Sunday, December 3, 2017

Richard Hambleton: Shadowman

On the subject of “great artists are not always great human beings,” I went to see the documentary Shadowman about the artist Richard Hambleton last night at the beautifully renovated Quad Cinema.
If you were in New York City in the early ’80s, you could not have missed Hambleton’s “shadow” paintings, quickly dashed off silhouettes that seemed to creep up on you out of nowhere. (His first project was actually his “Mass Murder” series that resembled the police department chalk outlines of murder victims.) These paintings are remarkable for their power to suggest something with just a few strokes, as were his subsequent paintings based on the Marlboro Man and rodeo riders.

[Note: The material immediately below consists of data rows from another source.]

impl CallGraph {
    pub fn new(program: &Program) -> Self {
        let size = program.methods().count() + 1;
        let mut call_sites = vec![program.calls_in(program.main())];
        let mut names = vec!["main".to_string()];
        for (_, method) in program.methods() {
            call_sites.push(method.body.map(|body| program.calls_in(body)).unwrap_or_default());
            names.push(method.name.clone());
        }

        let mut callers = vec![BTreeSet::new(); size];
        let mut callees = vec![BTreeSet::new(); size];
        for (index, sites) in call_sites.iter().enumerate() {
            let caller = CallNode::from_index(index);
            for &(_, method) in sites {
                let callee = CallNode::Method(method);
                callees[index].insert(callee);
                callers[callee.index()].insert(caller);
            }
        }

        let mut graph = Self {
            callers,
            callees,
            call_sites,
            post_order: Vec::new(),
            names,
        };
        graph.post_order = graph.compute_post_order();
        debug!(
            "call graph: {} nodes, {} reachable from main",
            graph.callers.len(),
            graph.post_order.len()
        );
        graph
    }

    fn compute_post_order(&self) -> Vec<CallNode> {
        let mut order = Vec::new();
        let mut visited = vec![false; self.callers.len()];
        // Iterative DFS: (node, expanded)
        let mut stack = vec![(CallNode::Main, false)];
        while let Some((node, expanded)) = stack.pop() {
            if expanded {
                order.push(node);
                continue;
            }
            if visited[node.index()] {
                continue;
            }
            visited[node.index()] = true;
            stack.push((node, true));
            for &callee in self.callees(node).iter().rev() {
                if !visited[callee.index()] {
                    stack.push((callee, false));
                }
            }
        }
        order
    }

    pub fn main(&self) -> CallNode {
        CallNode::Main
    }

    /// All nodes, main first.
    pub fn nodes(&self) -> impl Iterator<Item = CallNode> {
        (0..self.callers.len()).map(CallNode::from_index)
    }

    pub fn name(&self, node: CallNode) -> &str {
        &self.names[node.index()]
    }

    pub fn callers(&self, node: CallNode) -> &BTreeSet<CallNode> {
        &self.callers[node.index()]
    }

    pub fn callees(&self, node: CallNode) -> &BTreeSet<CallNode> {
        &self.callees[node.index()]
    }

    /// Call expressions in the body of `node`, in pre-order.
    pub fn call_sites(&self, node: CallNode) -> &[(NodeId, MethodId)] {
        &self.call_sites[node.index()]
    }

    /// Nodes reachable from main, in post order (callees before callers).
    pub fn post_order(&self) -> &[CallNode] {
        &self.post_order
    }

    pub fn is_reachable(&self, node: CallNode) -> bool {
        self.post_order.contains(&node)
    }

    /// Nodes that can (transitively) call themselves.
    pub fn recursive_nodes(&self) -> BTreeSet<CallNode> {
        self.nodes()
            .filter(|&node| {
                let mut seen = BTreeSet::new();
                let mut stack: Vec<CallNode> = self.callees(node).iter().copied().collect();
                while let Some(n) = stack.pop() {
                    if n == node {
                        return true;
                    }
                    if seen.insert(n) {
                        stack.extend(self.callees(n).iter().copied());
                    }
                }
                false
            })
            .collect()
    }

    /// Whether any node reachable from main is recursive.
    pub fn is_recursive(&self) -> bool {
        let recursive = self.recursive_nodes();
        self.post_order.iter().any(|n| recursive.contains(n))
    }

    /// Generic fixpoint driver over the nodes reachable from main.
    ///
    /// Every reachable node missing from `state` starts at `bot(node)`. All reachable nodes
    /// are queued in post order; the queue pops the node with the lowest `priority` first,
    /// using the post-order position as tie breaker. A popped node's state is recomputed by
    /// `action`; if it changed, the nodes in `next(node)` are queued again.
    ///
    /// Termination is the caller's responsibility (a monotone `action` over a domain of
    /// finite height).
    pub fn worklist<S, A, B, N, P, K>(
        &self,
        mut action: A,
        bot: B,
        next: N,
        priority: P,
        mut state: BTreeMap<CallNode, S>,
    ) -> Result<BTreeMap<CallNode, S>>
    where
        S: PartialEq,
        A: FnMut(CallNode, &BTreeMap<CallNode, S>) -> Result<S>,
        B: Fn(CallNode) -> S,
        N: Fn(CallNode) -> Vec<CallNode>,
        P: Fn(CallNode) -> K,
        K: Ord,
    {
        let position: BTreeMap<CallNode, usize> =
            self.post_order.iter().enumerate().map(|(i, &n)| (n, i)).collect();
        let mut queue = BinaryHeap::new();
        let mut queued = BTreeSet::new();
        for &node in &self.post_order {
            state.entry(node).or_insert_with(|| bot(node));
            queue.push(Reverse((priority(node), position[&node], node)));
            queued.insert(node);
        }

        let mut steps = 0usize;
        while let Some(Reverse((_, _, node))) = queue.pop() {
            queued.remove(&node);
            steps += 1;
            let new = action(node, &state)?;
            if state.get(&node) == Some(&new) {
                continue;
            }
            trace!("worklist: {} changed", self.name(node));
            state.insert(node, new);
            for n in next(node) {
                if let Some(&pos) = position.get(&n) {
                    if queued.insert(n) {
                        queue.push(Reverse((priority(n), pos, n)));
                    }
                }
            }
        }
        debug!("worklist converged after {} steps", steps);
        Ok(state)
    }

    /// Dominator sets of the reachable nodes.
    ///
    /// Main is dominated by itself only; every other node by itself and by the nodes
    /// dominating all of its reachable callers.
    pub fn dominators(&self) -> BTreeMap<CallNode, BTreeSet<CallNode>> {
        let all: BTreeSet<CallNode> = self.post_order.iter().copied().collect();
        let bot = |node: CallNode| {
            if node.is_main() {
                BTreeSet::from([CallNode::Main])
            } else {
                all.clone()
            }
        };
        let action = |node: CallNode, state: &BTreeMap<CallNode, BTreeSet<CallNode>>| {
            if node.is_main() {
                return Ok(BTreeSet::from([CallNode::Main]));
            }
            let mut result: Option<BTreeSet<CallNode>> = None;
            for caller in self.callers(node).iter().filter(|c| state.contains_key(c)) {
                let doms = &state[caller];
                result = Some(match result {
                    None => doms.clone(),
                    Some(acc) => acc.intersection(doms).copied().collect(),
                });
            }
            let mut result = result.unwrap_or_default();
            result.insert(node);
            Ok(result)
        };
        let next = |node: CallNode| self.callees(node).iter().copied().collect();
        // The action never fails.
        self.worklist(action, bot, next, |_| 0, BTreeMap::new()).unwrap_or_default()
    }

    /// Immediate dominator of every reachable node except main.
    pub fn immediate_dominators(&self) -> BTreeMap<CallNode, CallNode> {
        let dominators = self.dominators();
        let mut idom = BTreeMap::new();
        for (&node, doms) in &dominators {
            // The closest strict dominator is the one with the most dominators itself.
            let closest = doms
                .iter()
                .filter(|&&d| d != node)
                .max_by_key(|d| dominators.get(*d).map_or(0, BTreeSet::len));
            if let Some(&d) = closest {
                idom.insert(node, d);
            }
        }
        idom
    }

    /// Nodes with an incoming back edge.
    pub fn loop_headers(&self) -> BTreeSet<CallNode> {
        let dominators = self.dominators();
        dominators
            .keys()
            .copied()
            .filter(|&h| {
                self.callers(h)
                    .iter()
                    .any(|c| dominators.get(c).is_some_and(|doms| doms.contains(&h)))
            })
            .collect()
    }

    /// Loop depth of every reachable node.
    pub fn loop_depth(&self) -> BTreeMap<CallNode, usize> {
        let headers = self.loop_headers();
        let idom = self.immediate_dominators();
        let mut children: BTreeMap<CallNode, Vec<CallNode>> = BTreeMap::new();
        for (&node, &parent) in &idom {
            children.entry(parent).or_default().push(node);
        }

        let mut depth = BTreeMap::new();
        let mut stack = vec![(CallNode::Main, 0usize)];
        while let Some((node, parent_depth)) = stack.pop() {
            let d = parent_depth + usize::from(headers.contains(&node));
            depth.insert(node, d);
            if let Some(kids) = children.get(&node) {
                stack.extend(kids.iter().map(|&k| (k, d)));
            }
        }
        depth
    }
}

At the height of his “shadow” paintings, he dropped out of the New York art scene and started painting landscapes and seascapes that were out of step with the graffiti and street art that were popular in New York City and for which he was known. It’s hard to describe how beautiful these paintings are. Someone in the film compared them to the landscapes of Turner, but even that doesn’t do them justice.
Eventually, Hambleton is rediscovered by two art dealers (including the socialite Vladimir Restoin Roitfeld) and is feted with two large shows, studded with models and movie stars. His paintings eventually sell for several hundred thousand dollars.
The flip side of this success story is Hambleton’s copious drug use and schizophrenic personality. (I know someone who lived in his Lower East Side building and she described it as a living nightmare.)
It’s hard not to read this movie as a commentary on mortality, as we see the beautiful, vibrant young Hambleton ravaged by skin cancer and scoliosis. The movie is both tragic and heroic, in that Hambleton keeps painting, right up until his death.
During a Q&A after the movie, the film’s director posited that Hambleton had “mental health issues” and, according to some psychiatrist friends, fit the profile of someone who had been abused as a child, because of the way he drew people to him and then pushed them away.
But I think Penny Arcade puts it best in the movie when she says that some artists (she mentions Van Gogh as another example) we “just can’t understand.”
Hambleton passed away on October 29, just three days before the “Club 57” show at MoMA, which features one of his paintings.